Is the given subset U of $\mathbb{R}^{4}$ a vector subspace?

a) The set U of all vectors u in $\mathbb{R}^{4}$ such that $u_{2}-2u_{3} - u_{4}=0$ and $3u_{1}+u_{4}=0$

b) The set U of all vectors u in $\mathbb{R}^{4}$ such that $u_{2}-2u_{3} - u_{4}=0$ and $3u_{1}+u_{4}\leq 0$

**enderwiggin** · June 22nd 2010, 07:33 PM

First, you have to prove that the 0 element, aka (0,0,0,0) is in the subspace. This is trivial.

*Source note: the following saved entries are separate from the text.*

/// Creation descriptors for buffers, images and pipelines

use bitflags::bitflags;

bitflags! {
    #[derive(Debug, Clone, Copy, PartialEq, Eq, Hash)]
    pub struct BufferUsage: u32 {
        const TRANSFER_SRC = 1 << 0;
        const TRANSFER_DST = 1 << 1;
        const UNIFORM      = 1 << 2;
        const VERTEX       = 1 << 3;
        const INDEX        = 1 << 4;
    }
}

/// Where a buffer's memory lives
#[derive(Debug, Clone, Copy, PartialEq, Eq, Hash)]
pub enum MemoryLocation {
    /// Device-local, not host visible
    GpuOnly,
    /// Host visible, persistently mapped, written by the CPU every frame
    CpuToGpu,
    /// Host visible, read back by the CPU
    GpuToCpu,
}

impl MemoryLocation {
    pub fn is_host_visible(self) -> bool {
        !matches!(self, MemoryLocation::GpuOnly)
    }
}

#[derive(Debug, Clone, Copy, PartialEq, Eq)]
pub struct BufferDesc {
    pub size: u64,
    pub usage: BufferUsage,
    pub location: MemoryLocation,
}

impl BufferDesc {
    /// Host-visible staging source for uploads
    pub fn staging(size: u64) -> Self {
        Self { size, usage: BufferUsage::TRANSFER_SRC, location: MemoryLocation::CpuToGpu }
    }

    /// Persistently mapped uniform buffer
    pub fn uniform(size: u64) -> Self {
        Self { size, usage: BufferUsage::UNIFORM, location: MemoryLocation::CpuToGpu }
    }
}

/// Texel formats used by the engine
#[derive(Debug, Clone, Copy, PartialEq, Eq, Hash)]
#[allow(non_camel_case_types)]
pub enum ImageFormat {
    /// Single 8-bit channel (camera luma)
    R8_UNORM,
    /// Two 8-bit channels (interleaved camera chroma)
    R8G8_UNORM,
    R8G8B8A8_UNORM,
    B8G8R8A8_SRGB,
}

impl ImageFormat {
    pub fn bytes_per_texel(self) -> u32 {
        match self {
            ImageFormat::R8_UNORM => 1,
            ImageFormat::R8G8_UNORM => 2,
            ImageFormat::R8G8B8A8_UNORM | ImageFormat::B8G8R8A8_SRGB => 4,
        }
    }
}

bitflags! {
    #[derive(Debug, Clone, Copy, PartialEq, Eq, Hash)]
    pub struct ImageUsage: u32 {
        const TRANSFER_DST     = 1 << 0;
        const SAMPLED          = 1 << 1;
        const COLOR_ATTACHMENT = 1 << 2;
    }
}

#[derive(Debug, Clone, Copy, PartialEq, Eq)]
pub struct ImageDesc {
    pub width: u32,
    pub height: u32,
    pub format: ImageFormat,
    pub usage: ImageUsage,
}

impl ImageDesc {
    /// Texel data size for a tightly packed upload
    pub fn byte_size(&self) -> u64 {
        self.width as u64 * self.height as u64 * self.format.bytes_per_texel() as u64
    }
}

/// Fixed-function configuration selected per draw pipeline kind
#[derive(Debug, Clone, Copy, PartialEq, Eq, Hash)]
pub enum PipelineKind {
    /// Depth-less opaque meshes, no blending
    Opaque,
    /// Alpha-blended meshes
    Translucent,
    /// Fullscreen triangle sampling the camera planes, no vertex input
    CameraBackground,
}

/// Shader bytecode and kind for pipeline creation
#[derive(Debug, Clone)]
pub struct PipelineDesc {
    pub name: String,
    pub kind: PipelineKind,
    pub vertex_spirv: Vec<u32>,
    pub fragment_spirv: Vec<u32>,
}
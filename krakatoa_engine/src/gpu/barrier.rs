/// Pipeline barrier description types.
///
/// Mirrors the subset of Vulkan synchronization the engine records: access
/// masks, pipeline stages, image layouts, and buffer/image memory barriers
/// with an optional queue family ownership transfer.

use bitflags::bitflags;
use super::handles::{BufferHandle, ImageHandle};

bitflags! {
    /// Memory access types made available or visible by a barrier
    #[derive(Debug, Clone, Copy, PartialEq, Eq, Hash)]
    pub struct AccessFlags: u32 {
        const TRANSFER_READ          = 1 << 0;
        const TRANSFER_WRITE         = 1 << 1;
        const SHADER_READ            = 1 << 2;
        const UNIFORM_READ           = 1 << 3;
        const VERTEX_ATTRIBUTE_READ  = 1 << 4;
        const INDEX_READ             = 1 << 5;
        const COLOR_ATTACHMENT_WRITE = 1 << 6;
        const HOST_WRITE             = 1 << 7;
    }
}

bitflags! {
    /// Pipeline stages a barrier orders
    #[derive(Debug, Clone, Copy, PartialEq, Eq, Hash)]
    pub struct PipelineStages: u32 {
        const TOP_OF_PIPE             = 1 << 0;
        const VERTEX_INPUT            = 1 << 1;
        const VERTEX_SHADER           = 1 << 2;
        const FRAGMENT_SHADER         = 1 << 3;
        const COLOR_ATTACHMENT_OUTPUT = 1 << 4;
        const TRANSFER                = 1 << 5;
        const BOTTOM_OF_PIPE          = 1 << 6;
        const HOST                    = 1 << 7;
    }
}

/// Image memory layouts
#[derive(Debug, Clone, Copy, PartialEq, Eq, Hash)]
pub enum ImageLayout {
    /// Contents are discarded
    Undefined,
    TransferDst,
    ShaderReadOnly,
    ColorAttachment,
    PresentSrc,
}

impl ImageLayout {
    /// Accesses that consume an image in this layout
    pub fn consumer_access(self) -> AccessFlags {
        match self {
            ImageLayout::Undefined | ImageLayout::PresentSrc => AccessFlags::empty(),
            ImageLayout::TransferDst => AccessFlags::TRANSFER_WRITE,
            ImageLayout::ShaderReadOnly => AccessFlags::SHADER_READ,
            ImageLayout::ColorAttachment => AccessFlags::COLOR_ATTACHMENT_WRITE,
        }
    }

    /// First stage that uses an image in this layout
    pub fn consumer_stage(self) -> PipelineStages {
        match self {
            ImageLayout::Undefined => PipelineStages::TOP_OF_PIPE,
            ImageLayout::PresentSrc => PipelineStages::BOTTOM_OF_PIPE,
            ImageLayout::TransferDst => PipelineStages::TRANSFER,
            ImageLayout::ShaderReadOnly => PipelineStages::FRAGMENT_SHADER,
            ImageLayout::ColorAttachment => PipelineStages::COLOR_ATTACHMENT_OUTPUT,
        }
    }
}

/// Queue family ownership handoff carried by a barrier
#[derive(Debug, Clone, Copy, PartialEq, Eq)]
pub struct FamilyTransfer {
    pub src_family: u32,
    pub dst_family: u32,
}

/// Buffer memory barrier over the whole buffer
#[derive(Debug, Clone, Copy, PartialEq, Eq)]
pub struct BufferBarrier {
    pub buffer: BufferHandle,
    pub src_access: AccessFlags,
    pub dst_access: AccessFlags,
    pub family_transfer: Option<FamilyTransfer>,
}

impl BufferBarrier {
    /// Same-queue memory dependency
    pub fn new(buffer: BufferHandle, src_access: AccessFlags, dst_access: AccessFlags) -> Self {
        Self { buffer, src_access, dst_access, family_transfer: None }
    }
}

/// Image memory barrier over the single color subresource
#[derive(Debug, Clone, Copy, PartialEq, Eq)]
pub struct ImageBarrier {
    pub image: ImageHandle,
    pub old_layout: ImageLayout,
    pub new_layout: ImageLayout,
    pub src_access: AccessFlags,
    pub dst_access: AccessFlags,
    pub family_transfer: Option<FamilyTransfer>,
}

impl ImageBarrier {
    /// Same-queue layout transition
    pub fn transition(
        image: ImageHandle,
        old_layout: ImageLayout,
        new_layout: ImageLayout,
        src_access: AccessFlags,
        dst_access: AccessFlags,
    ) -> Self {
        Self { image, old_layout, new_layout, src_access, dst_access, family_transfer: None }
    }
}
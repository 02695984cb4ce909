/// Draw pipelines and shader loading

pub mod draw_pipeline;

pub use draw_pipeline::{
    CameraBackgroundPipeline, DrawPipeline, DrawRequest, MeshPipeline, PassInputs, ShaderSource,
    CAMERA_SET_INDEX,
};
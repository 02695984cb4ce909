/// Conversions from the engine's backend-neutral GPU types to Vulkan

use ash::vk;
use krakatoa_engine::krakatoa::gpu::{
    AccessFlags, BufferUsage, CommandPoolFlags, FamilyTransfer, ImageFormat, ImageLayout,
    ImageUsage, MemoryLocation, PipelineStages, QueueCapabilities,
};

pub(crate) fn access_flags_to_vk(access: AccessFlags) -> vk::AccessFlags {
    let mut flags = vk::AccessFlags::empty();
    for (engine, vulkan) in [
        (AccessFlags::TRANSFER_READ, vk::AccessFlags::TRANSFER_READ),
        (AccessFlags::TRANSFER_WRITE, vk::AccessFlags::TRANSFER_WRITE),
        (AccessFlags::SHADER_READ, vk::AccessFlags::SHADER_READ),
        (AccessFlags::UNIFORM_READ, vk::AccessFlags::UNIFORM_READ),
        (AccessFlags::VERTEX_ATTRIBUTE_READ, vk::AccessFlags::VERTEX_ATTRIBUTE_READ),
        (AccessFlags::INDEX_READ, vk::AccessFlags::INDEX_READ),
        (AccessFlags::COLOR_ATTACHMENT_WRITE, vk::AccessFlags::COLOR_ATTACHMENT_WRITE),
        (AccessFlags::HOST_WRITE, vk::AccessFlags::HOST_WRITE),
    ] {
        if access.contains(engine) {
            flags |= vulkan;
        }
    }
    flags
}

pub(crate) fn pipeline_stages_to_vk(stages: PipelineStages) -> vk::PipelineStageFlags {
    let mut flags = vk::PipelineStageFlags::empty();
    for (engine, vulkan) in [
        (PipelineStages::TOP_OF_PIPE, vk::PipelineStageFlags::TOP_OF_PIPE),
        (PipelineStages::VERTEX_INPUT, vk::PipelineStageFlags::VERTEX_INPUT),
        (PipelineStages::VERTEX_SHADER, vk::PipelineStageFlags::VERTEX_SHADER),
        (PipelineStages::FRAGMENT_SHADER, vk::PipelineStageFlags::FRAGMENT_SHADER),
        (PipelineStages::COLOR_ATTACHMENT_OUTPUT, vk::PipelineStageFlags::COLOR_ATTACHMENT_OUTPUT),
        (PipelineStages::TRANSFER, vk::PipelineStageFlags::TRANSFER),
        (PipelineStages::BOTTOM_OF_PIPE, vk::PipelineStageFlags::BOTTOM_OF_PIPE),
        (PipelineStages::HOST, vk::PipelineStageFlags::HOST),
    ] {
        if stages.contains(engine) {
            flags |= vulkan;
        }
    }
    // An empty mask is invalid in a barrier
    if flags.is_empty() {
        vk::PipelineStageFlags::TOP_OF_PIPE
    } else {
        flags
    }
}

pub(crate) fn image_layout_to_vk(layout: ImageLayout) -> vk::ImageLayout {
    match layout {
        ImageLayout::Undefined => vk::ImageLayout::UNDEFINED,
        ImageLayout::TransferDst => vk::ImageLayout::TRANSFER_DST_OPTIMAL,
        ImageLayout::ShaderReadOnly => vk::ImageLayout::SHADER_READ_ONLY_OPTIMAL,
        ImageLayout::ColorAttachment => vk::ImageLayout::COLOR_ATTACHMENT_OPTIMAL,
        ImageLayout::PresentSrc => vk::ImageLayout::PRESENT_SRC_KHR,
    }
}

pub(crate) fn image_format_to_vk(format: ImageFormat) -> vk::Format {
    match format {
        ImageFormat::R8_UNORM => vk::Format::R8_UNORM,
        ImageFormat::R8G8_UNORM => vk::Format::R8G8_UNORM,
        ImageFormat::R8G8B8A8_UNORM => vk::Format::R8G8B8A8_UNORM,
        ImageFormat::B8G8R8A8_SRGB => vk::Format::B8G8R8A8_SRGB,
    }
}

pub(crate) fn buffer_usage_to_vk(usage: BufferUsage) -> vk::BufferUsageFlags {
    let mut flags = vk::BufferUsageFlags::empty();
    for (engine, vulkan) in [
        (BufferUsage::TRANSFER_SRC, vk::BufferUsageFlags::TRANSFER_SRC),
        (BufferUsage::TRANSFER_DST, vk::BufferUsageFlags::TRANSFER_DST),
        (BufferUsage::UNIFORM, vk::BufferUsageFlags::UNIFORM_BUFFER),
        (BufferUsage::VERTEX, vk::BufferUsageFlags::VERTEX_BUFFER),
        (BufferUsage::INDEX, vk::BufferUsageFlags::INDEX_BUFFER),
    ] {
        if usage.contains(engine) {
            flags |= vulkan;
        }
    }
    flags
}

pub(crate) fn image_usage_to_vk(usage: ImageUsage) -> vk::ImageUsageFlags {
    let mut flags = vk::ImageUsageFlags::empty();
    for (engine, vulkan) in [
        (ImageUsage::TRANSFER_DST, vk::ImageUsageFlags::TRANSFER_DST),
        (ImageUsage::SAMPLED, vk::ImageUsageFlags::SAMPLED),
        (ImageUsage::COLOR_ATTACHMENT, vk::ImageUsageFlags::COLOR_ATTACHMENT),
    ] {
        if usage.contains(engine) {
            flags |= vulkan;
        }
    }
    flags
}

pub(crate) fn memory_location_to_allocator(location: MemoryLocation) -> gpu_allocator::MemoryLocation {
    match location {
        MemoryLocation::GpuOnly => gpu_allocator::MemoryLocation::GpuOnly,
        MemoryLocation::CpuToGpu => gpu_allocator::MemoryLocation::CpuToGpu,
        MemoryLocation::GpuToCpu => gpu_allocator::MemoryLocation::GpuToCpu,
    }
}

pub(crate) fn command_pool_flags_to_vk(flags: CommandPoolFlags) -> vk::CommandPoolCreateFlags {
    let mut vk_flags = vk::CommandPoolCreateFlags::empty();
    if flags.contains(CommandPoolFlags::RESET_COMMAND_BUFFER) {
        vk_flags |= vk::CommandPoolCreateFlags::RESET_COMMAND_BUFFER;
    }
    if flags.contains(CommandPoolFlags::TRANSIENT) {
        vk_flags |= vk::CommandPoolCreateFlags::TRANSIENT;
    }
    vk_flags
}

pub(crate) fn queue_capabilities_from_vk(flags: vk::QueueFlags) -> QueueCapabilities {
    let mut caps = QueueCapabilities::empty();
    if flags.contains(vk::QueueFlags::GRAPHICS) {
        caps |= QueueCapabilities::GRAPHICS;
    }
    if flags.contains(vk::QueueFlags::COMPUTE) {
        caps |= QueueCapabilities::COMPUTE;
    }
    // Graphics and compute families support transfers implicitly
    if flags.intersects(vk::QueueFlags::TRANSFER | vk::QueueFlags::GRAPHICS | vk::QueueFlags::COMPUTE) {
        caps |= QueueCapabilities::TRANSFER;
    }
    caps
}

/// Source and destination family indices of a barrier
pub(crate) fn family_indices(transfer: Option<FamilyTransfer>) -> (u32, u32) {
    match transfer {
        Some(t) => (t.src_family, t.dst_family),
        None => (vk::QUEUE_FAMILY_IGNORED, vk::QUEUE_FAMILY_IGNORED),
    }
}

/// `None` waits without bound
pub(crate) fn timeout_to_ns(timeout: Option<std::time::Duration>) -> u64 {
    timeout.map_or(u64::MAX, |d| u64::try_from(d.as_nanos()).unwrap_or(u64::MAX))
}

#[cfg(test)]
#[path = "vulkan_convert_tests.rs"]
mod tests;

Second, show that if $(u_1,u_2,u_3,u_4)$ is in the subspace, then $\alpha (u_1,u_2,u_3,u_4)$ is in the subspace. You can try this by substitution. (Hint - seperate out the cases where $\alpha$ is positive and negative)

Finally, show that if $(u_1,u_2,u_3,u_4)$ and $(v_1,v_2,v_3,v_4)$ are in U, the their sum, $(u_1+v_1,u_2+v_2,u_3+v_3,u_4+v_4)$ is in U. This can also be done by substitution.

If my intuition is correct, then the first one will be a subspace, and the second will not.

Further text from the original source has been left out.